Innovative Santa Monica office space was the focus of the Los Angeles chapter of the American Institute of Architects (AIA) in this year’s Spring Interior Architecture Tour: The Office Reinvented, on Saturday, May 5, which visited the amazing Red Bull space, the elegant Entravision offices and the purple Yahoo! facilities.
Each year, the AIA chapter selects a walkable area of greater Los Angeles for its interiors tour. This year’s tour director Walter Cousineau of Knoll explained that last year, it was a subway-assisted tour of downtown Los Angeles; and the year before, a “vertical tour” of the MGM building in Century City. This year, it was new Santa Monica interior spaces at the east end of town.
The AIA crowd gathered at Santa Monica architects HLW on Stewart Street for breakfast, and then moved on to HLW client Red Bull’s offices in the old PaperMate space on Stewart just off Olympic Boulevard. This is an extensive renovation of an existing 100,000 sq. ft. industrial building which now serves as North American Headquarters and a distribution center for the energy drink company.
One-fourth of the space is a distribution warehouse, and the remaining 75,000 square feet is an enormous office area dominated by The Wave – an undulating surface 40 feet wide and 420 feet long that slowly rises from the entry courtyard to become the ceiling of conference rooms, dips back to floor level, rises again to shelter a lunchroom area, and finally descends to become the floor of the corporate theater at the back of the building.
HLW project manager Chari Jalali explained that The Wave not only evokes Red Bull’s “extreme sports” image, but it also reduces the useable square footage of office space so the company was able to comply with parking requirements. Both the front wall of the building (a 50-foot-wide glass bi-fold door) and the acoustic wall that closes off the theater retract to the ceiling to create a dramatic outdoor/indoor experience.
The Entravision Communications offices in the Water Garden complex (bounded by Olympic and Cloverfield boulevards, Colorado Avenue and 26th Street) were designed by Rey Viquez 10 years ago when he was at the Gensler architecture firm. Now at WWCOT in Santa Monica, he was approached by the Spanish language television company to update its existing space in connection with an office expansion.

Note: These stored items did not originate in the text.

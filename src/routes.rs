use axum::{routing::get, Json, Router};

use crate::state::AppState;
use crate::ws::handler as ws_handler;

/// GET /healthz — liveness probe.
async fn healthz() -> Json<serde_json::Value> {
    Json(serde_json::json!({
        "service": "quckapp-gateway",
        "version": env!("CARGO_PKG_VERSION"),
        "status": "ok",
    }))
}

/// Build the axum Router: the two WebSocket namespaces plus health.
pub fn build_router(state: AppState) -> Router {
    Router::new()
        .route("/ws/chat", get(ws_handler::chat_upgrade))
        .route("/ws/calls", get(ws_handler::calls_upgrade))
        .route("/healthz", get(healthz))
        .with_state(state)
}
//! Bearer token validation for the WebSocket handshake.
//!
//! The gateway only validates tokens; issuance (and refresh) belongs to the
//! auth service. HS256 with a shared secret, expiry checked by the decoder.

use jsonwebtoken::{decode, Algorithm, DecodingKey, Validation};
use serde::{Deserialize, Serialize};

/// Claims carried by an access token.
#[derive(Debug, Clone, Serialize, Deserialize)]
pub struct Claims {
    /// User ID
    pub sub: String,
    /// Issued at (Unix timestamp)
    pub iat: i64,
    /// Expiration (Unix timestamp)
    pub exp: i64,
}

/// Validate an access token's signature and expiry, returning its claims.
pub fn validate_token(
    secret: &[u8],
    token: &str,
) -> Result<Claims, jsonwebtoken::errors::Error> {
    let validation = Validation::new(Algorithm::HS256);
    let token_data = decode::<Claims>(token, &DecodingKey::from_secret(secret), &validation)?;
    Ok(token_data.claims)
}
//! Mention token extraction.
//!
//! Clients embed mentions in message content as `@[displayName](userId)`.

use std::collections::HashSet;
use std::sync::LazyLock;

use regex::Regex;

static MENTION_PATTERN: LazyLock<Regex> = LazyLock::new(|| {
    Regex::new(r"@\[([^\]]+)\]\(([^)\s]+)\)").expect("mention pattern compiles")
});

#[derive(Debug, Clone, PartialEq, Eq)]
pub struct Mention {
    pub display_name: String,
    pub user_id: String,
}

/// Extract mention tokens in order of appearance, deduplicated by user id.
pub fn extract_mentions(content: &str) -> Vec<Mention> {
    let mut seen = HashSet::new();
    MENTION_PATTERN
        .captures_iter(content)
        .filter_map(|caps| {
            let user_id = caps.get(2)?.as_str().to_string();
            if !seen.insert(user_id.clone()) {
                return None;
            }
            Some(Mention {
                display_name: caps.get(1)?.as_str().to_string(),
                user_id,
            })
        })
        .collect()
}
pub mod actor;
pub mod dispatch;
pub mod handler;
pub mod protocol;

/// The two WebSocket namespaces the gateway serves.
#[derive(Debug, Clone, Copy, PartialEq, Eq)]
pub enum Channel {
    /// `/ws/chat` — messaging events, typing, presence
    Chat,
    /// `/ws/calls` — call lifecycle and WebRTC signaling
    Calls,
}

The offices, which Viquez described as very traditional “beige-on-beige,” got new carpet, lighting, panel fabrics and a palette of wall paint “to increase the visual impact” of the company’s “constantly evolving collection of Latin American artwork,” as the WWCOT brochure accurately states. The redone “executive balcony” – really a large outdoor den – overlooking the Water Garden pool and fountains is breathtaking.
The 13,000-square-foot project was completed in four weeks of exclusively after-hours work.
The Yahoo Media Group offices occupy 165,000 square feet and six floors at Cloverfield Boulevard and Broadway; this is the first of several buildings that Yahoo plans to occupy in the re-named Yahoo Center. Gensler undertook the design for a client that had very specific requirements about recreating its headquarters space in Sunnyvale, California.
Commenting on the dynamics of the architect/client relationship, Gensler Senior Designer Lee Pasteris said, “One of the things we learned is that a little bit of purple goes a long way,” as she stood in front of a dramatic reception-room wall. The sixth floor executive offices feature a state-of-the-art conference room that was particularly challenging inasmuch as it sits directly beneath noisy rooftop mechanical equipment – an unseen dome-like shell now encases the room.
Gensler hosted a Cinco de Mayo luncheon in its offices (also in the Yahoo Center), and the AIA group dispersed from Santa Monica well-fed in the belly after feasting its eyes on fine design all morning.